福島第一原発の1号機では「水棺」を試みたものの、水はたまらず、格納容器あたりからの放射能汚染水洩れが確定的となってきた。そのため、まずは水の循環冷却システムをつくり、「穴」をふさいでから、最終的にやはり水棺を目指すのだという。
何もかもが不確定
福島原発で事態収拾に向けて何かをやろうとすると、そのためにやらなければいけないことが続々と増えていく感じではある。しかし、東電はとくに工程表のスケジュールを変更する必要はないとしている。
「先生はショージキなところ、工程表通りコトが運ぶと思っていますか?」。

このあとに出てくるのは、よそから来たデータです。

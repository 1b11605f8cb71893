use std::path::PathBuf;
use thiserror::Error;

pub type Result<T> = core::result::Result<T, Error>;

/// Custom error types for the photo-importer library
#[derive(Error, Debug)]
pub enum Error {
    /// I/O operation error
    #[error("I/O error: {0}")]
    Io(#[from] std::io::Error),

    /// File not found error
    #[error("File not found: {0}")]
    FileNotFound(PathBuf),

    /// Invalid configuration error
    #[error("Invalid configuration: {0}")]
    Configuration(String),

    /// Source is a directory, symlink target, device or other non-regular entry
    #[error("Can not copy non-regular source file {0}")]
    NonRegularSource(PathBuf),

    /// Source and destination resolve to the same file on disk
    #[error("Source {0} is its own destination")]
    SourceIsDestination(PathBuf),

    /// Destination exists with different content
    #[error("Destination {0} already exists and has different content")]
    ContentConflict(PathBuf),

    /// Destination does not hash to the expected value after placement
    #[error("Integrity check failed for {path}: expected {expected}, found {actual}")]
    IntegrityMismatch {
        path: PathBuf,
        expected: String,
        actual: String,
    },

    /// Dedup index failure
    #[error("Index error: {0}")]
    Index(#[from] rusqlite::Error),
}
//! # peek-server
//!
//! HTTP and WebSocket surface over the log store and broadcaster.
//!
//! Endpoints:
//!
//! - `GET /health` — liveness plus stored-record and size counters
//! - `GET /stats` — totals, size, per-level counts
//! - `GET /fields` — field discovery, optional `start`/`end` window
//! - `POST /query` — batch query with pagination
//! - `GET /logs` — WebSocket subscribe/unsubscribe stream
//! - `GET /` — static landing page
//!
//! Queries read the store synchronously; live delivery goes through the
//! broadcaster and never touches store locks.

#![forbid(unsafe_code)]

pub mod config;
pub mod error;
pub mod handlers;
pub mod routes;
pub mod server;
pub mod state;
pub mod websocket;

pub use config::ServerConfig;
pub use error::{ServerError, ServerResult};
pub use routes::create_router;
pub use server::Server;
pub use state::AppState;
//! `peek db` maintenance commands.

use std::io::Write;

use chrono::Utc;
use peek_query::time::parse_duration;
use peek_store::{LogStore, StoreConfig};

use crate::cli::DbCommands;
use crate::config::Config;
use crate::error::{PeekError, Result};

/// Runs a `peek db` subcommand.
///
/// # Errors
///
/// Returns an error when the store cannot be opened or the operation
/// fails.
pub fn run(command: &DbCommands, config: &Config) -> Result<()> {
    match command {
        DbCommands::Stats => stats(config),
        DbCommands::Clean {
            older_than,
            level,
            force,
        } => clean(config, older_than.as_deref(), level.as_deref(), *force),
    }
}

fn open_store(config: &Config) -> Result<LogStore> {
    let mut store_config = StoreConfig::new(config.db_dir());
    if let Some(bytes) = config.retention_size_bytes() {
        store_config = store_config.with_retention_size(bytes);
    }
    if config.storage.retention_days > 0 {
        store_config = store_config.with_retention_days(config.storage.retention_days);
    }
    Ok(LogStore::open(store_config)?)
}

fn stats(config: &Config) -> Result<()> {
    let store = open_store(config)?;
    let stats = store.get_stats()?;
    let (oldest, newest) = store.get_oldest_newest()?;

    println!("Database Statistics");
    println!("===================");
    println!("Path:          {}", config.db_dir().display());
    println!("Total logs:    {}", stats.total_logs);
    println!("Database size: {:.2} MB", stats.db_size_mb);
    if let Some(oldest) = oldest {
        println!("Oldest entry:  {}", oldest.to_rfc3339());
    }
    if let Some(newest) = newest {
        println!("Newest entry:  {}", newest.to_rfc3339());
    }
    if !stats.levels.is_empty() {
        println!();
        println!("Logs by level:");
        let mut levels: Vec<_> = stats.levels.iter().collect();
        levels.sort_by(|a, b| a.0.cmp(b.0));
        for (level, count) in levels {
            println!("  {level}: {count}");
        }
    }

    store.close()?;
    Ok(())
}

fn clean(config: &Config, older_than: Option<&str>, level: Option<&str>, force: bool) -> Result<()> {
    let store = open_store(config)?;
    let stats = store.get_stats()?;

    let prompt = if let Some(level) = level {
        let Some(count) = stats.levels.get(level) else {
            println!("No logs found with level {level}");
            store.close()?;
            return Ok(());
        };
        format!("This will delete {count} log entries with level {level}. Continue?")
    } else if let Some(spec) = older_than {
        let duration = parse_duration(spec)
            .ok_or_else(|| PeekError::Config(format!("invalid duration '{spec}'")))?;
        format!("This will delete logs older than {duration}. Continue?")
    } else {
        format!(
            "This will delete all {} log entries ({:.2} MB). Continue?",
            stats.total_logs, stats.db_size_mb
        )
    };

    if !force && !confirm(&prompt)? {
        println!("Aborted.");
        store.close()?;
        return Ok(());
    }

    let deleted = if let Some(level) = level {
        store.delete_by_level(level)?
    } else if let Some(spec) = older_than {
        let duration = parse_duration(spec)
            .ok_or_else(|| PeekError::Config(format!("invalid duration '{spec}'")))?;
        store.delete_older_than(Utc::now() - duration)?
    } else {
        store.delete_all()?
    };

    if let Err(e) = store.compact() {
        tracing::warn!(error = %e, "failed to compact database");
    }

    println!("Deleted {deleted} entries. Database compacted.");
    store.close()?;
    Ok(())
}

fn confirm(prompt: &str) -> Result<bool> {
    print!("{prompt} [y/N] ");
    std::io::stdout().flush()?;

    let mut answer = String::new();
    std::io::stdin().read_line(&mut answer)?;
    let answer = answer.trim().to_lowercase();
    Ok(answer == "y" || answer == "yes")
}
//! Shared field-extraction rules.
//!
//! Both parsers tokenize a line into a key/value map and then apply the
//! same promotion rules: `timestamp`/`time` become the record timestamp,
//! `level`/`severity` become the level, `message`/`msg` become the
//! message. Promoted keys are consumed; everything else stays in `fields`.

use std::collections::HashMap;

use chrono::{DateTime, Utc};
use peek_model::{generate_record_id, normalize_level, FieldValue, Record};

const TIMESTAMP_KEYS: [&str; 2] = ["timestamp", "time"];
const LEVEL_KEYS: [&str; 2] = ["level", "severity"];
const MESSAGE_KEYS: [&str; 2] = ["message", "msg"];

/// Builds a record from a tokenized line.
///
/// An unparsable or absent timestamp falls back to the ingest wall clock;
/// an absent level stays empty.
pub fn record_from_fields(line: &str, mut fields: HashMap<String, FieldValue>) -> Record {
    let timestamp = take_timestamp(&mut fields).unwrap_or_else(Utc::now);
    let level = take_string(&mut fields, &LEVEL_KEYS)
        .map(|l| normalize_level(&l))
        .unwrap_or_default();
    let message = take_string(&mut fields, &MESSAGE_KEYS).unwrap_or_default();

    Record {
        id: generate_record_id(),
        timestamp,
        level,
        message,
        fields,
        raw: line.to_string(),
    }
}

/// Consumes the first timestamp key holding a string value.
///
/// The key is removed even when its value fails to parse, so a malformed
/// `time=` never ends up as an ordinary field.
fn take_timestamp(fields: &mut HashMap<String, FieldValue>) -> Option<DateTime<Utc>> {
    for key in TIMESTAMP_KEYS {
        let is_string = matches!(fields.get(key), Some(FieldValue::String(_)));
        if !is_string {
            continue;
        }
        if let Some(FieldValue::String(text)) = fields.remove(key) {
            if let Some(parsed) = parse_rfc3339(&text) {
                return Some(parsed);
            }
        }
    }
    None
}

/// Consumes the first of `keys` holding a string value.
fn take_string(fields: &mut HashMap<String, FieldValue>, keys: &[&str]) -> Option<String> {
    for key in keys {
        let is_string = matches!(fields.get(*key), Some(FieldValue::String(_)));
        if !is_string {
            continue;
        }
        if let Some(FieldValue::String(text)) = fields.remove(*key) {
            return Some(text);
        }
    }
    None
}

/// Parses an RFC3339 timestamp, with or without fractional seconds.
fn parse_rfc3339(text: &str) -> Option<DateTime<Utc>> {
    DateTime::parse_from_rfc3339(text)
        .ok()
        .map(|dt| dt.with_timezone(&Utc))
}
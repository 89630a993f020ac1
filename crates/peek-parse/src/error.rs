//! Error types for line parsing.

use thiserror::Error;

use crate::detector::Format;

/// Errors that can occur while parsing log lines.
#[derive(Debug, Error)]
pub enum ParseError {
    /// The line does not satisfy the chosen format's acceptance predicate.
    #[error("line does not match format {0}")]
    FormatMismatch(Format),
}

/// Result type alias for parse operations.
pub type Result<T> = std::result::Result<T, ParseError>;
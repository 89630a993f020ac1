//! Retention sweeps.
//!
//! Two independent policies, either of which may be active:
//!
//! - *Size-based*: when the database file exceeds its byte budget, the
//!   oldest records are deleted until the estimated size sits 20% below
//!   the budget, so back-to-back sweeps do not oscillate around it.
//! - *Time-based*: records older than `retention_days` are deleted.
//!
//! Sweeps run once at startup and again every `sweep_interval` commits.
//! Errors are logged and never abort the process.

use chrono::Utc;
use peek_model::Record;
use redb::ReadableTable;
use tracing::{debug, warn};

use crate::error::Result;
use crate::keys;
use crate::store::{remove_keys, StoreInner, LOGS};

impl StoreInner {
    /// Applies both retention policies.
    pub(crate) fn enforce_retention(&self) -> Result<()> {
        if let Some(budget) = self.config.retention_size {
            let size = self.db_size()?;
            if size > budget {
                let target = budget - budget / 5;
                let excess = size.saturating_sub(target);
                let deleted = self.delete_oldest_bytes(excess)?;
                if deleted > 0 {
                    debug!(deleted, size, budget, "size retention removed oldest records");
                    if let Err(e) = self.compact() {
                        warn!(error = %e, "compaction after size retention failed");
                    }
                }
            }
        }

        if let Some(days) = self.config.retention_days {
            let cutoff = Utc::now() - chrono::Duration::days(days);
            let deleted = self.delete_older_than(cutoff)?;
            if deleted > 0 {
                debug!(deleted, %cutoff, "time retention removed expired records");
            }
        }

        Ok(())
    }

    /// Deletes the oldest records until roughly `excess` bytes of keys
    /// and values are gone, removing index twins alongside.
    fn delete_oldest_bytes(&self, excess: u64) -> Result<usize> {
        let db = self.db.write();
        let mut primary = Vec::new();
        let mut index = Vec::new();
        let mut freed = 0u64;
        {
            let txn = db.begin_read()?;
            let table = txn.open_table(LOGS)?;
            let hi = keys::prefix_end(keys::LOG_PREFIX);
            for item in table.range(keys::LOG_PREFIX..hi.as_str())? {
                if freed >= excess {
                    break;
                }
                let (key, value) = item?;
                let key = key.value().to_string();
                freed += (key.len() + value.value().len()) as u64;
                if let Ok(record) = Record::from_json(value.value()) {
                    let nanos = keys::timestamp_nanos(record.timestamp);
                    index.push(keys::level_key(&record.level, nanos, &record.id));
                }
                primary.push(key);
            }
        }
        let count = primary.len();
        remove_keys(&db, primary.iter().chain(index.iter()))?;
        Ok(count)
    }
}
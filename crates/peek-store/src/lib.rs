//! # peek-store
//!
//! Ordered persistent log storage backed by redb.
//!
//! This crate provides:
//!
//! - [`LogStore`] — Durable record storage with a time-ordered primary
//!   index and a by-level secondary index, written atomically
//! - [`StoreConfig`] — Database path and retention policy
//! - [`Stats`] — Totals, on-disk size, and per-level counts
//! - [`ScanFlow`] — Continuation signal for callback-driven scans
//!
//! ## Key layout
//!
//! Everything lives in one ordered string keyspace:
//!
//! ```text
//! log:{timestamp_nanos}:{id}                 -> record JSON
//! index:level:{LEVEL}:{timestamp_nanos}:{id} -> id
//! ```
//!
//! Nanosecond timestamps render as plain decimal; for any instant after
//! 2001 that is 19 digits, so lexicographic key order equals
//! chronological order and a forward prefix scan yields records oldest
//! first.

#![forbid(unsafe_code)]
#![warn(missing_docs)]

pub mod error;
mod fields;
pub mod keys;
mod retention;
pub mod store;

pub use error::{Result, StoreError};
pub use store::{LogStore, ScanFlow, Stats, StoreConfig};
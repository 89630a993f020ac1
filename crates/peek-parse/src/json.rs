//! Structured-object (JSON) line parsing.

use std::collections::HashMap;

use peek_model::{FieldValue, Record};

use crate::detector::LineFormat;
use crate::extract::record_from_fields;

/// Parser for lines that are a single top-level JSON object.
///
/// Member values may be scalars, arrays, or nested objects; all of them
/// are preserved in the record's `fields` map with their original types.
#[derive(Debug, Default, Clone, Copy)]
pub struct StructuredFormat;

impl StructuredFormat {
    /// Creates a new structured-object parser.
    #[must_use]
    pub const fn new() -> Self {
        Self
    }
}

impl LineFormat for StructuredFormat {
    fn name(&self) -> &'static str {
        "json"
    }

    fn accepts(&self, line: &str) -> bool {
        serde_json::from_str::<serde_json::Value>(line)
            .map(|value| value.is_object())
            .unwrap_or(false)
    }

    fn parse(&self, line: &str) -> Record {
        let fields: HashMap<String, FieldValue> =
            match serde_json::from_str::<serde_json::Value>(line) {
                Ok(serde_json::Value::Object(map)) => map
                    .into_iter()
                    .map(|(k, v)| (k, FieldValue::from_json(v)))
                    .collect(),
                _ => HashMap::new(),
            };
        record_from_fields(line, fields)
    }
}
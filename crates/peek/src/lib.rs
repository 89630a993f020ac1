//! # peek
//!
//! Binary crate: CLI parsing, configuration, the ingest supervisor, and
//! database maintenance commands. The reusable machinery lives in the
//! `peek-*` library crates; this one wires them together.

#![forbid(unsafe_code)]

pub mod browser;
pub mod cli;
pub mod config;
pub mod db;
pub mod error;
pub mod ingest;

pub use cli::{Cli, Commands, DbCommands, FormatArg};
pub use config::Config;
pub use error::{PeekError, Result};
pub use ingest::IngestSupervisor;
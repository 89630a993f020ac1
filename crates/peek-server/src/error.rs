//! Error types for the server.

use axum::http::StatusCode;
use axum::response::{IntoResponse, Response};
use serde::Serialize;
use thiserror::Error;

/// Result type alias for server operations.
pub type ServerResult<T> = Result<T, ServerError>;

/// Errors that can occur in the server.
#[derive(Debug, Error)]
pub enum ServerError {
    /// Failed to bind the listen address; fatal at startup.
    #[error("failed to bind to {0}: {1}")]
    BindFailed(std::net::SocketAddr, std::io::Error),

    /// The query string did not compile.
    #[error(transparent)]
    InvalidQuery(#[from] peek_query::QueryError),

    /// Bad request parameters.
    #[error("invalid request: {0}")]
    InvalidRequest(String),

    /// The store reported an I/O failure.
    #[error("store error: {0}")]
    Store(#[from] peek_store::StoreError),

    /// Anything else.
    #[error("internal error: {0}")]
    Internal(String),
}

/// JSON error response body.
#[derive(Debug, Serialize)]
struct ErrorResponse {
    error: String,
    message: String,
}

impl IntoResponse for ServerError {
    fn into_response(self) -> Response {
        let (status, kind) = match &self {
            Self::InvalidQuery(_) => (StatusCode::BAD_REQUEST, "invalid_query"),
            Self::InvalidRequest(_) => (StatusCode::BAD_REQUEST, "invalid_request"),
            Self::Store(_) => (StatusCode::INTERNAL_SERVER_ERROR, "store_error"),
            Self::BindFailed(_, _) | Self::Internal(_) => {
                (StatusCode::INTERNAL_SERVER_ERROR, "internal_error")
            }
        };

        let body = ErrorResponse {
            error: kind.to_string(),
            message: self.to_string(),
        };
        let json = serde_json::to_string(&body).unwrap_or_else(|_| {
            r#"{"error":"internal_error","message":"failed to serialize error"}"#.to_string()
        });

        (status, [("content-type", "application/json")], json).into_response()
    }
}
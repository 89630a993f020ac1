//! Best-effort browser launching.

use std::process::Command;

use tracing::warn;

/// Opens `url` in the user's default browser.
///
/// Failures are logged, never fatal; the URL is printed either way so
/// the user can open it by hand.
pub fn open(url: &str) {
    let mut command = match std::env::consts::OS {
        "linux" => {
            let mut cmd = Command::new("xdg-open");
            cmd.arg(url);
            cmd
        }
        "macos" => {
            let mut cmd = Command::new("open");
            cmd.arg(url);
            cmd
        }
        "windows" => {
            let mut cmd = Command::new("rundll32");
            cmd.arg("url.dll,FileProtocolHandler").arg(url);
            cmd
        }
        other => {
            warn!(os = other, url, "cannot auto-open browser on this platform");
            return;
        }
    };

    if let Err(e) = command.spawn() {
        warn!(error = %e, url, "failed to open browser");
    }
}
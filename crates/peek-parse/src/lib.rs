//! # peek-parse
//!
//! Log line parsing with format auto-detection.
//!
//! This crate provides:
//!
//! - [`FormatDetector`] — Tries each known format in order, falling back
//!   to a raw record when nothing accepts the line
//! - [`LogfmtFormat`] — `key=value` lines with quoted values
//! - [`StructuredFormat`] — Brace-delimited structured objects (JSON)
//! - [`Format`] — Explicit format selection for `parse_as`
//!
//! Detection order is logfmt first, then structured objects: a JSON line
//! never contains bare `key=` pairs, while logfmt lines frequently contain
//! braces inside quoted values.

#![forbid(unsafe_code)]
#![warn(missing_docs)]

pub mod detector;
pub mod error;
mod extract;
pub mod json;
pub mod logfmt;

pub use detector::{Format, FormatDetector, LineFormat};
pub use error::{ParseError, Result};
pub use json::StructuredFormat;
pub use logfmt::LogfmtFormat;
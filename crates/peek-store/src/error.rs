//! Error types for the log store.

use thiserror::Error;

/// Errors that can occur in the log store.
#[derive(Debug, Error)]
pub enum StoreError {
    /// Filesystem error while preparing or measuring the database.
    #[error("I/O error: {0}")]
    Io(#[from] std::io::Error),

    /// A stored record could not be serialized.
    #[error("serialization error: {0}")]
    Serialization(#[from] serde_json::Error),

    /// The embedded engine reported a failure; surfaced as is.
    #[error("storage engine error: {0}")]
    Backend(#[from] redb::Error),
}

impl From<redb::DatabaseError> for StoreError {
    fn from(err: redb::DatabaseError) -> Self {
        Self::Backend(err.into())
    }
}

impl From<redb::TransactionError> for StoreError {
    fn from(err: redb::TransactionError) -> Self {
        Self::Backend(err.into())
    }
}

impl From<redb::TableError> for StoreError {
    fn from(err: redb::TableError) -> Self {
        Self::Backend(err.into())
    }
}

impl From<redb::StorageError> for StoreError {
    fn from(err: redb::StorageError) -> Self {
        Self::Backend(err.into())
    }
}

impl From<redb::CommitError> for StoreError {
    fn from(err: redb::CommitError) -> Self {
        Self::Backend(err.into())
    }
}

impl From<redb::CompactionError> for StoreError {
    fn from(err: redb::CompactionError) -> Self {
        Self::Backend(err.into())
    }
}

/// Result type alias for store operations.
pub type Result<T> = std::result::Result<T, StoreError>;

#[cfg(test)]
mod tests {
    use super::*;

    #[test]
    fn io_errors_convert() {
        let io = std::io::Error::new(std::io::ErrorKind::PermissionDenied, "nope");
        let err: StoreError = io.into();
        assert!(err.to_string().contains("I/O error"));
    }

    #[test]
    fn error_is_send_sync() {
        fn assert_send_sync<T: Send + Sync>() {}
        assert_send_sync::<StoreError>();
    }
}
//! Route configuration.

use std::sync::Arc;

use axum::routing::{get, post, Router};
use tower_http::cors::{Any, CorsLayer};
use tower_http::trace::TraceLayer;

use crate::handlers::{get_fields, get_stats, health, index, post_query};
use crate::state::AppState;
use crate::websocket::ws_upgrade;

/// Creates the API router.
pub fn create_router(state: Arc<AppState>) -> Router {
    let cors = CorsLayer::new()
        .allow_origin(Any)
        .allow_methods(Any)
        .allow_headers(Any);

    Router::new()
        .route("/", get(index))
        .route("/health", get(health))
        .route("/stats", get(get_stats))
        .route("/fields", get(get_fields))
        .route("/query", post(post_query))
        .route("/logs", get(ws_upgrade))
        .with_state(state)
        .layer(cors)
        .layer(TraceLayer::new_for_http())
}
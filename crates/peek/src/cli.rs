//! Command-line argument parsing with clap.

use clap::{Parser, Subcommand, ValueEnum};
use peek_parse::Format;

/// Peek - minimalist log collector and viewer.
///
/// Pipe logs in to collect them (`cat app.log | peek`), or run `peek
/// server` to browse what was collected earlier.
#[derive(Parser, Debug, Clone)]
#[command(name = "peek")]
#[command(version, about, long_about = None)]
pub struct Cli {
    /// Path to the config file.
    #[arg(long, default_value = "~/.peek/config.toml")]
    pub config: String,

    /// Database directory (overrides config).
    #[arg(long)]
    pub db_path: Option<String>,

    /// Max storage size, e.g. 1GB or 500MB (overrides config).
    #[arg(long)]
    pub retention_size: Option<String>,

    /// Max age of logs in days (overrides config).
    #[arg(long)]
    pub retention_days: Option<i64>,

    /// Log format.
    #[arg(long, value_enum)]
    pub format: Option<FormatArg>,

    /// HTTP port for the web UI (overrides config).
    #[arg(long, global = true)]
    pub port: Option<u16>,

    /// Don't auto-open the browser.
    #[arg(long)]
    pub no_browser: bool,

    /// Show all historic logs alongside new ones (collect mode only).
    #[arg(long)]
    pub all: bool,

    /// Subcommand; without one, peek collects from stdin when piped and
    /// serves otherwise.
    #[command(subcommand)]
    pub command: Option<Commands>,
}

/// Log format selection.
#[derive(Debug, Clone, Copy, PartialEq, Eq, ValueEnum)]
pub enum FormatArg {
    /// Detect per line.
    Auto,
    /// Structured-object (JSON) only.
    Json,
    /// Logfmt only.
    Logfmt,
}

impl From<FormatArg> for Format {
    fn from(arg: FormatArg) -> Self {
        match arg {
            FormatArg::Auto => Self::Auto,
            FormatArg::Json => Self::Json,
            FormatArg::Logfmt => Self::Logfmt,
        }
    }
}

/// Top-level subcommands.
#[derive(Subcommand, Debug, Clone)]
pub enum Commands {
    /// Start the web server over previously collected logs.
    Server,

    /// Database maintenance.
    Db {
        /// Db subcommand to execute.
        #[command(subcommand)]
        command: DbCommands,
    },
}

/// `peek db` subcommands.
#[derive(Subcommand, Debug, Clone)]
pub enum DbCommands {
    /// Show database statistics.
    Stats,

    /// Delete logs from the database.
    Clean {
        /// Delete logs older than a duration, e.g. 24h, 7d, 2w.
        #[arg(long)]
        older_than: Option<String>,

        /// Delete only logs with this level, e.g. DEBUG.
        #[arg(long)]
        level: Option<String>,

        /// Skip the confirmation prompt.
        #[arg(long)]
        force: bool,
    },
}

#[cfg(test)]
mod tests {
    use super::*;

    #[test]
    fn parses_bare_invocation() {
        let cli = Cli::parse_from(["peek"]);
        assert!(cli.command.is_none());
        assert!(cli.format.is_none());
        assert!(!cli.all);
        assert!(!cli.no_browser);
        assert_eq!(cli.config, "~/.peek/config.toml");
    }

    #[test]
    fn parses_collect_flags() {
        let cli = Cli::parse_from([
            "peek",
            "--db-path",
            "/tmp/db",
            "--retention-size",
            "500MB",
            "--retention-days",
            "30",
            "--format",
            "logfmt",
            "--port",
            "8081",
            "--no-browser",
            "--all",
        ]);
        assert_eq!(cli.db_path.as_deref(), Some("/tmp/db"));
        assert_eq!(cli.retention_size.as_deref(), Some("500MB"));
        assert_eq!(cli.retention_days, Some(30));
        assert_eq!(cli.format, Some(FormatArg::Logfmt));
        assert_eq!(cli.port, Some(8081));
        assert!(cli.no_browser);
        assert!(cli.all);
    }

    #[test]
    fn parses_server_subcommand() {
        let cli = Cli::parse_from(["peek", "server", "--port", "9000"]);
        assert!(matches!(cli.command, Some(Commands::Server)));
        assert_eq!(cli.port, Some(9000));
    }

    #[test]
    fn parses_db_subcommands() {
        let cli = Cli::parse_from(["peek", "db", "stats"]);
        assert!(matches!(
            cli.command,
            Some(Commands::Db {
                command: DbCommands::Stats
            })
        ));

        let cli = Cli::parse_from([
            "peek", "db", "clean", "--older-than", "7d", "--force",
        ]);
        match cli.command {
            Some(Commands::Db {
                command:
                    DbCommands::Clean {
                        older_than,
                        level,
                        force,
                    },
            }) => {
                assert_eq!(older_than.as_deref(), Some("7d"));
                assert!(level.is_none());
                assert!(force);
            }
            other => panic!("expected db clean, got {other:?}"),
        }
    }

    #[test]
    fn unknown_flags_are_rejected() {
        assert!(Cli::try_parse_from(["peek", "--mystery"]).is_err());
    }

    #[test]
    fn format_arg_converts() {
        assert_eq!(Format::from(FormatArg::Auto), Format::Auto);
        assert_eq!(Format::from(FormatArg::Json), Format::Json);
        assert_eq!(Format::from(FormatArg::Logfmt), Format::Logfmt);
    }
}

司会の小倉智昭が、どう考えても無理でしょ――と言いたげに、専門家のゲストに話しかける。
越塚誠一・東京大学大学院工学系研究科教授は「不確定な部分が多く、工程表より早くなるか、もっと時間がかかるのか、現時点ではちょっとわからない」
「はやく終わる可能性がありますか?」
「はやく」に反応した笠井信輔アナが意外そうに口を挟む。
教授の話では、早くなるか遅くなるかは、汚染水が漏れている「穴」を発見し、塞ぐこと次第であり、それがができればはやく収束させることもありえるという。そのための策はいくつか考えられるが、「具体的な作業の手順や方法は不明」だそうだ。
屏風から出してもらえれば、トラは退治できる――という頓知話が思い出される。